In programming, data can be stored in data structures like graphs and trees. A tree is typically special form of graph i.e minimally connected graph and having only one path between any two vertices. In other words tree is a special case of graph having no loops, circuits and no-self loops. Graphs can have loops, circuits as well as can have self-loops.
Trees
Tree in data structures is a hierarchical data structure which stores information naturally in the form of hierarchy style. Trees are used to define data structures and as a basis for algorithms to solve problems. When compared to arrays, linked lists, stacks and queues which are linear data structures, a tree is a nonlinear data structure.
Just like a graph, a tree data structure is a collection of nodes. The nodes can then have children nodes. The children nodes can have their own children nodes referred to as grandchildren nodes. For example, the HTML DOM uses a tree data structure to represent the hierarchy of elements.
Terms Associated With Trees
- Root Node: This is the topmost node of the tree.
- Child: This is the node that is connected by parent nodes.
- Edge: Edges are used to connect two nodes.
- Parent Node: The root node in the structure having one or more than one reference node or pointing to other nodes.
- Leaf Node: This is the node that does not have any child in the structure.
- Level: A level can be regarded as the height of a tree. In tree, the height ascends from Top to bottom, where root node lay at 0 level and the leaf node lay at the bottom of a tree or subtree.
What You Need To Know About Trees (Properties)
- Tree is special form of graph i.e minimally connected graph and having only one path between any two vertices.
- Trees data structures are hierarchical, non-linear collections of linked nodes.
- In trees there are many rules/restrictions for making connections between nodes through edges.
- Different types of trees based different properties include binary tree, binary search tree, AVL tree, Heaps etc.
- Pre-order, in-order, and post-order are some kind of the logarithms that are used in trees to through all elements.
- An example of a tree is the HTML DOM where every other tag flows hierarchically from the html doctype tag.
- A tree cannot have a loop structure.
- Trees can be categorized as DAG (Directed Acyclic Graphs).
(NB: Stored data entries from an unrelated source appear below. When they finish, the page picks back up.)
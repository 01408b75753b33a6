//! Loads a configuration, starts a PKCE authorization, and shows how slugs are derived.
//!
//! Paste the `code` and `state` from the redirect into `complete_authorization` to finish the
//! handshake in a real application.

// std
use std::{env, sync::Arc};
// crates.io
use color_eyre::Result;
// self
use record_broker::{
	layer::AccessLayer,
	slug,
	store::{FileStore, KvStore, MemoryStore},
};

const CONFIG: &str = r#"{
	"provider": {
		"id": "records-cloud",
		"endpoints": {
			"authorization": "https://auth.records.example.com/oauth2/authorize",
			"token": "https://auth.records.example.com/oauth2/token"
		},
		"client_auth_method": "none_with_pkce"
	},
	"remote_base_url": "https://api.records.example.com/v0/",
	"token": {
		"client_id": "demo-web-app",
		"redirect_uri": "https://app.example.com/oauth/callback",
		"scopes": ["data.records:read", "data.records:write"]
	},
	"scheduler": { "max_per_window": 5, "window_ms": 1000 }
}"#;

#[tokio::main]
async fn main() -> Result<()> {
	color_eyre::install()?;

	let config = record_broker::config::AccessConfig::from_json_str(CONFIG)?;
	let durable: Arc<dyn KvStore> =
		Arc::new(FileStore::open(env::temp_dir().join("record_broker_demo.json"))?);
	let scratch: Arc<dyn KvStore> = Arc::new(MemoryStore::default());
	let layer = AccessLayer::new(config, durable, scratch)?;
	let request = layer.tokens().begin_authorization().await?;

	println!("Send your user to {}.", request.url);
	println!("Expect state `{}` on the callback.", request.state);
	println!("State now: {:?}.", layer.tokens().state());

	for raw in ["Hà Nội", "Crème Brûlée Recipe", "  Q3 / Budget -- Draft  "] {
		println!("{raw:?} -> {}", slug::normalize_slug(raw)?);
	}

	layer.close();

	Ok(())
}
DAG is a kind of directed graph that has no cycles.
- In trees there is parent-child relationship, every child can have only one parent and therefore, the flow can be from top to bottom direction or vice versa.
- In trees, there is exactly one root node and each child has only one parent.
- If trees have “n’’ vertices than it must have exactly “n-1’’ edges only.
- Trees are less complex when compared to graphs because they do not have cycles and self-loops but still connected.
- Tree is a special case of graph having no loops, no circuits and self-loops.
- Used in sorting, searching, traversing and binary search.
Graph
Graphs in JavaScript programming are a data structure comprising of a collection of nodes with edges. An edge is a pair of nodes that are connected. They are primarily used to describe a model that shows the route from one location to another location. A graph can be directed or undirected.
A directed graph contains edges which function similar to a one-way street. The edges flow from one node to another. For example you can have a graph of people and cars or TVs where each person can have several favorite cars or TVs but cars or TVs do not have a favorite person.
An undirected graph has edges which flow bi-directionally, similar to a two-lane road with traffic going both directions. For example, you can have a graph of goats whereby each goat has an owner and each owner has a goat.
Terms Associated With Graph
- Cycle: This is a path where the first and the last vertices are same.
- Path: A path from a random vertex w is an adjacent sequence of vertices.
- Vertices: Vertices are the nodes present on the graph, connected with the help of edges.
- Degree: It is the number of edges incident on a vertex.
- Connected Graph: in case there is a path from a random vertex to any other vertex, then the graph can be described as connected Graph.
What You Need To Know About Graph (Properties)
- In graph there can be more than one path i.e graph can have uni-directional or bi-directional path (edges) between nodes.
- Graphs data structures are collections of linked nodes in non-linear network models.
- In graphs no restrictions/rules are there for connecting the nodes through edges.
- There are only two types of graphs based on different properties, that is, directed and Undirected Graphs.
- Breath First Search, Depth First Search are some kind of searching algorithms in graphs to traverse through each element.
- A good example of a network graph is a map of a road within a city.
- A graph can have a loop structure, which means the last element and the first element are same.
- Graph can be Cyclic or Acyclic.
- In graphs there is no parent-child relationship.
- There is no concept of root node in graphs.
- In graphs, the number of edges does not depend on the number of vertices.
- Graphs are more complex when compared to trees because it has cycles and loops.
- Graph can have loops, circuit as well as self-loops.
- Some applications of graph include coloring of maps, job scheduling, used in algorithms of data science and machine learning.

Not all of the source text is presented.